Rewatching Unforgiven in adulthood, however, I noticed another theme which teenaged Kevin missed. The characters spend remarkable swathes of time telling one another stories. From the moment the Schofield Kid enters Munny’s homestead, he demands to know which among the many legends of Munny’s violent exploits are true—legends which the Kid repeats giddily. The Kid enjoys stories he’s heard, and wants to become a story himself.
Almost simultaneously, the contract enforcer “English Bob” enters Big Whiskey, Wyoming, accompanied by his official biographer. This author, Beauchamp, almost matters more than English Bob himself. Beauchamp has dedicated himself to setting English Bob’s exploits in print, preserving Western storytelling for an Eastern audience thirsty for lurid adventures. When Beauchamp discovers English Bob’s stories are fabricated, he drops his ally and attaches himself to another storyteller.
Beauchamp is himself a fabulist, who uncritically repeats stories of White men dispensing karmic justice, protecting innocent (White) women, and taming a land wrested from savage Indians. He describes a world where judicious applications of White male violence bring order to a putatively disorganized land. His character’s entire point, of course, is that he abandons his preferred story when Sheriff Daggett humiliates English Bob and offers an alternative story.
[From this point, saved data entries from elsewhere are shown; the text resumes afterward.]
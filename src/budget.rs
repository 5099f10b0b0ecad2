//! Aggregates segment costs and enforces the caller's time budget.

use crate::error::BudgetRejection;
use crate::model::RouteSegment;

/// Aggregate cost of a routed cluster. Minutes and kilometres, unrounded.
#[derive(Debug, Clone, Copy, PartialEq)]
pub struct RouteTotals {
    pub travel_distance_km: f64,
    pub travel_time_min: f64,
    pub dwell_time_min: f64,
    pub total_time_min: f64,
}

/// Sum `segments` and add dwell time for every point, starting point included.
///
/// Rejects clusters with fewer than two points, with no routed segments, or
/// whose total time exceeds `time_limit_min`. A total exactly at the limit is
/// accepted.
pub fn aggregate(
    segments: &[RouteSegment],
    dwell_per_location_min: f64,
    point_count: usize,
    time_limit_min: f64,
) -> Result<RouteTotals, BudgetRejection> {
    if point_count < 2 {
        return Err(BudgetRejection::TooFewPoints);
    }
    if segments.is_empty() {
        return Err(BudgetRejection::NoSegments);
    }

    let travel_distance_km: f64 = segments.iter().map(|s| s.distance_km).sum();
    let travel_time_min: f64 = segments.iter().map(|s| s.duration_min).sum();
    let dwell_time_min = dwell_per_location_min * point_count as f64;
    let total_time_min = travel_time_min + dwell_time_min;

    if total_time_min > time_limit_min {
        return Err(BudgetRejection::OverBudget {
            total: total_time_min,
            limit: time_limit_min,
        });
    }

    Ok(RouteTotals {
        travel_distance_km,
        travel_time_min,
        dwell_time_min,
        total_time_min,
    })
}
Much of what we believe we know about the American West comes from fabulists like Beauchamp. People who survived the West told their stories to an uncritical penny press, which devoured their frequently ridiculous memoirs. We remember Wyatt Earp, and forget his arguably more accomplished brothers, because Wyatt survived and had a press agent. Buffalo Bill’s Wild West Show sold an almost entirely fake account of western settlement.
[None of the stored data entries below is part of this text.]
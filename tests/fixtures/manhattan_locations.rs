//! Real Manhattan / Brooklyn points of interest for realistic test fixtures.
//!
//! Coordinates sourced from OpenStreetMap.

use itinerary_planner::geo::Coordinate;
use itinerary_planner::model::CandidatePoint;

/// A named location with coordinates.
#[derive(Debug, Clone)]
pub struct Location {
    pub name: &'static str,
    pub lat: f64,
    pub lng: f64,
}

impl Location {
    pub const fn new(name: &'static str, lat: f64, lng: f64) -> Self {
        Self { name, lat, lng }
    }

    pub fn coordinate(&self) -> Coordinate {
        Coordinate::new(self.lat, self.lng)
    }

    pub fn candidate(&self) -> CandidatePoint {
        CandidatePoint::new(self.name, self.lat, self.lng)
    }
}

/// Upper East Side origin used throughout the tests.
pub const ORIGIN: Location = Location::new("164 E 87th St", 40.78, -73.95);

// ============================================================================
// Museum Mile / Central Park
// ============================================================================

pub const MUSEUM_MILE: &[Location] = &[
    Location::new("The Metropolitan Museum of Art", 40.7794366, -73.9632440),
    Location::new("Solomon R. Guggenheim Museum", 40.7829796, -73.9589706),
    Location::new("Neue Galerie", 40.7813020, -73.9602360),
    Location::new("Cooper Hewitt", 40.7843364, -73.9578430),
    Location::new("Jewish Museum", 40.7853770, -73.9571270),
    Location::new("American Museum of Natural History", 40.7813241, -73.9739882),
    Location::new("Belvedere Castle", 40.7794020, -73.9690650),
    Location::new("Bethesda Fountain", 40.7740185, -73.9708180),
];

// ============================================================================
// Midtown
// ============================================================================

pub const MIDTOWN: &[Location] = &[
    Location::new("Empire State Building", 40.7484405, -73.9856644),
    Location::new("Bryant Park", 40.7535965, -73.9832326),
    Location::new("Grand Central Terminal", 40.7527262, -73.9772294),
    Location::new("Rockefeller Center", 40.7587402, -73.9786736),
    Location::new("Museum of Modern Art", 40.7614327, -73.9776216),
    Location::new("Times Square", 40.7579747, -73.9855426),
];

// ============================================================================
// Lower Manhattan / Brooklyn
// ============================================================================

pub const DOWNTOWN: &[Location] = &[
    Location::new("One World Observatory", 40.7133182, -74.0133795),
    Location::new("9/11 Memorial", 40.7114840, -74.0124720),
    Location::new("Charging Bull", 40.7055537, -74.0134436),
    Location::new("Battery Park", 40.7033127, -74.0170268),
    Location::new("Brooklyn Bridge", 40.7060855, -73.9968643),
    Location::new("Brooklyn Bridge Park", 40.7003100, -73.9966460),
];

pub fn all_locations() -> Vec<Location> {
    let mut all = Vec::with_capacity(MUSEUM_MILE.len() + MIDTOWN.len() + DOWNTOWN.len());
    all.extend_from_slice(MUSEUM_MILE);
    all.extend_from_slice(MIDTOWN);
    all.extend_from_slice(DOWNTOWN);
    all
}

/// Candidate points for the first `count` locations.
pub fn sample_candidates(count: usize) -> Vec<CandidatePoint> {
    all_locations()
        .iter()
        .take(count)
        .map(Location::candidate)
        .collect()
}

/// One candidate from each neighbourhood, and a few more uptown.
pub fn five_candidates() -> Vec<CandidatePoint> {
    vec![
        MUSEUM_MILE[0].candidate(),
        MUSEUM_MILE[1].candidate(),
        MUSEUM_MILE[2].candidate(),
        MIDTOWN[0].candidate(),
        DOWNTOWN[0].candidate(),
    ]
}

#[cfg(test)]
mod tests {
    use super::*;

    #[test]
    fn test_coordinates_in_nyc_area() {
        for loc in all_locations() {
            assert!(loc.lat > 40.69 && loc.lat < 40.80, "{} lat out of range: {}", loc.name, loc.lat);
            assert!(loc.lng > -74.03 && loc.lng < -73.94, "{} lng out of range: {}", loc.name, loc.lng);
        }
    }
}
These characters and their hyperbolic stories made good fodder for the nascent film industry. Early stars like Tom Mix, who pioneered the white-hat cowboy mythology, presented a world of moral absolutes, swift civilian justice, and libertarian freedom. Mix bequeathed the reins to similar morally unambiguous performers like the “singing cowboys,” Gene Autry and Roy Rogers, then to the cowboys my parents loved, Marshall Dillon and Wayne’s Rooster Cogburn.
We mustn’t forget, however, that these performances served a social role. Tom Mix corresponded with the rising social tensions which preceded World War I. Rogers and Autry sang their sermons during the Great Depression, while John Wayne and James Arness flourished during the Cold War. John Wayne arguably kept trying to re-fight the early Cold War well into his seventies, limping along, mortally wounded by exposure to nuclear test fallout.
Owen Wister’s genre-defining Western, The Virginian, begins not with character or action, but with a preface lamenting the disappearance of cowboys. The cowboy, to Wister, represents an absent ethic in American life, a moral purity unadulterated by civilization’s decadence. Just as Homer believed true Greek greatness ended with the Mycenaeans, and Arthurian romance locates chivalry among knights of yore, Westerns imply American greatness happened “back then.”
The spaghetti Westerns which made Eastwood’s career, with their moral ambiguity and their casual brutality, arose as the Cold War dragged on interminably. The Italians who made these movies, including Eastwood’s mentor Sergio Leone, witnessed firsthand how flag-waving stories of bygone national glory looked pale against events actually occurring in Europe. They presented a counter-narrative of the cowboy West as brutal, amoral, and already dead.
By 1993, however, even that counter-narrative had become disappointing. Eastwood presents the differing stories of America’s West—the Kid’s romantic savagery, Beauchamp’s redemptive violence, Daggett’s tales of law and order—as equally disappointing. All characters, in this West, wind up equally lonely, aiming for the same cold clay. “The Wild West,” this movie acknowledges, never existed; it was a story we told ourselves. Like all stories, it has to end.